When you record an observation, you must note the seeing conditions. This helps you evaluate why a result might be poor.
- Skyglow: Light pollution from cities that makes the background sky look grey or orange instead of black. This makes faint objects like nebulae hard to see.
- Transparency: How clear the air is (free of dust or moisture).
- Seeing: A measure of how much the atmosphere is "twinkling." Poor seeing makes images look blurry or "boiled."
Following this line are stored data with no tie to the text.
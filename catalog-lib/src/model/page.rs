//! Paginated collection envelope

use serde::Deserialize;
use serde::Serialize;

/// Opaque server-issued descriptor for one page of a collection.
///
/// The API hands back full request descriptors in `next`/`previous` (absolute
/// URLs in the reference deployment). The client replays them verbatim and
/// never interprets them as page numbers or synthesizes adjacent pages
/// locally.
#[derive(Debug, Clone, PartialEq, Eq, Serialize, Deserialize)]
#[serde(transparent)]
pub struct Cursor(String);

impl Cursor {
    /// Wraps a server-issued page descriptor.
    pub fn new(descriptor: impl Into<String>) -> Self {
        Self(descriptor.into())
    }

    /// Returns the descriptor for replay.
    pub fn as_str(&self) -> &str {
        &self.0
    }
}

impl std::fmt::Display for Cursor {
    fn fmt(&self, f: &mut std::fmt::Formatter<'_>) -> std::fmt::Result {
        f.write_str(&self.0)
    }
}

/// One page of a paginated collection.
///
/// `next` and `previous` are `None` at the respective ends of the collection.
/// Walking `next` and then the returned `previous` lands on a page with the
/// same result identifiers (a server guarantee the client relies on but does
/// not verify).
#[derive(Debug, Clone, Deserialize)]
pub struct Page<T> {
    results: Vec<T>,
    next: Option<Cursor>,
    previous: Option<Cursor>,
}

impl<T> Page<T> {
    /// Creates a page with no surrounding cursors.
    pub fn new(results: Vec<T>) -> Self {
        Self {
            results,
            next: None,
            previous: None,
        }
    }

    /// Sets the cursor of the following page.
    pub fn with_next(mut self, next: Cursor) -> Self {
        self.next = Some(next);
        self
    }

    /// Sets the cursor of the preceding page.
    pub fn with_previous(mut self, previous: Cursor) -> Self {
        self.previous = Some(previous);
        self
    }

    /// Returns the records in this page.
    pub fn results(&self) -> &[T] {
        &self.results
    }

    /// Consumes the page and returns the records.
    pub fn into_results(self) -> Vec<T> {
        self.results
    }

    /// Returns the cursor of the following page, if any.
    pub fn next(&self) -> Option<&Cursor> {
        self.next.as_ref()
    }

    /// Returns the cursor of the preceding page, if any.
    pub fn previous(&self) -> Option<&Cursor> {
        self.previous.as_ref()
    }

    /// Returns `true` if a following page exists.
    pub fn has_next(&self) -> bool {
        self.next.is_some()
    }

    /// Returns `true` if a preceding page exists.
    pub fn has_previous(&self) -> bool {
        self.previous.is_some()
    }

    /// Returns `true` if this page has no records.
    pub fn is_empty(&self) -> bool {
        self.results.is_empty()
    }

    /// Returns the number of records in this page.
    pub fn len(&self) -> usize {
        self.results.len()
    }
}

#[cfg(test)]
mod tests {
    use super::*;

    #[test]
    fn test_deserialize_envelope() {
        let page: Page<String> = serde_json::from_str(
            r#"{
                "results": ["a", "b"],
                "next": "http://127.0.0.1:8000/api/products/?page=2&page_size=5",
                "previous": null
            }"#,
        )
        .unwrap();

        assert_eq!(page.results(), &["a".to_string(), "b".to_string()]);
        assert!(page.has_next());
        assert!(!page.has_previous());
        assert_eq!(
            page.next().unwrap().as_str(),
            "http://127.0.0.1:8000/api/products/?page=2&page_size=5"
        );
    }

    #[test]
    fn test_last_page_has_no_next() {
        let page: Page<String> = serde_json::from_str(
            r#"{"results": [], "next": null, "previous": "http://host/api/products/?page=1&page_size=5"}"#,
        )
        .unwrap();

        assert!(page.is_empty());
        assert!(!page.has_next());
        assert!(page.has_previous());
    }
}
//! Remote collection operations

mod http;

use async_trait::async_trait;

use crate::error::Error;
use crate::model::Category;
use crate::model::CategoryDraft;
use crate::model::Cursor;
use crate::model::Item;
use crate::model::ItemDraft;
use crate::model::Page;

/// Collection paths under the `/api` prefix.
pub(crate) mod collections {
    pub(crate) const ITEMS: &str = "/products/";
    pub(crate) const CATEGORIES: &str = "/categories/";
}

/// The remote resource seam the session layer talks through.
///
/// [`CatalogClient`](crate::CatalogClient) is the production implementation;
/// tests substitute an in-memory store. Every call is a single attempt — a
/// non-success status or transport fault surfaces as [`Error`] and is never
/// retried.
#[async_trait]
pub trait CatalogApi: Send + Sync {
    /// Fetches one page of the item collection.
    ///
    /// `None` requests the first-page descriptor with the configured page
    /// size; `Some` replays a server-issued cursor verbatim.
    async fn list_items(&self, cursor: Option<&Cursor>) -> Result<Page<Item>, Error>;

    /// Fetches a single item by id.
    async fn get_item(&self, id: &str) -> Result<Item, Error>;

    /// Creates an item from the submitted draft fields.
    async fn create_item(&self, draft: &ItemDraft) -> Result<Item, Error>;

    /// Full-replace update of the submitted fields.
    async fn update_item(&self, id: &str, draft: &ItemDraft) -> Result<Item, Error>;

    /// Deletes a single item.
    async fn delete_item(&self, id: &str) -> Result<(), Error>;

    /// Fetches the full, unpaginated category collection.
    async fn list_categories(&self) -> Result<Vec<Category>, Error>;

    /// Fetches a single category by id.
    async fn get_category(&self, id: &str) -> Result<Category, Error>;

    /// Creates a category from the submitted draft fields.
    async fn create_category(&self, draft: &CategoryDraft) -> Result<Category, Error>;

    /// Full-replace update of the submitted fields.
    async fn update_category(&self, id: &str, draft: &CategoryDraft) -> Result<Category, Error>;

    /// Deletes a single category.
    async fn delete_category(&self, id: &str) -> Result<(), Error>;

    /// Unpaginated listing of the items referencing one category.
    async fn category_items(&self, id: &str) -> Result<Vec<Item>, Error>;
}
6. Comparing and Improving

A key part of your GCSE Astronomy course is comparing your work to professional images or accepted values. This isn't to show how "bad" your photo is, but to quantify your accuracy.

Step-by-Step Improvement:
1. Compare: Look at your drawing of sunspots and compare it to a professional image from the SOHO satellite taken on the same day.
2. Identify: Did you miss small sunspots? Were your positions slightly off?
3. Justify: Was the error because your telescope aperture (diameter) was too small to see the detail? Or was the exposure time too short?
4. Improve: Next time, you might use a filter to increase contrast or choose a night with better "seeing" conditions.

Did you know?
Even the famous Hubble Space Telescope had a systematic error! Its main mirror was polished to the wrong shape by just a fraction of the width of a human hair. Astronauts had to go into space to "give it glasses" (a corrective lens) to fix the error!

Summary Checklist

- Accuracy: How close to the truth am I?
- Precision: How consistent are my readings?
- Random Error: Caused by "seeing" or human reaction; fix by averaging.
- Systematic Error: Caused by equipment bias; fix by correcting the setup.
- Artefacts: "Fake" objects in images like satellite trails or diffraction spikes.
- Evaluation: Comparing results to professional data to find ways to improve.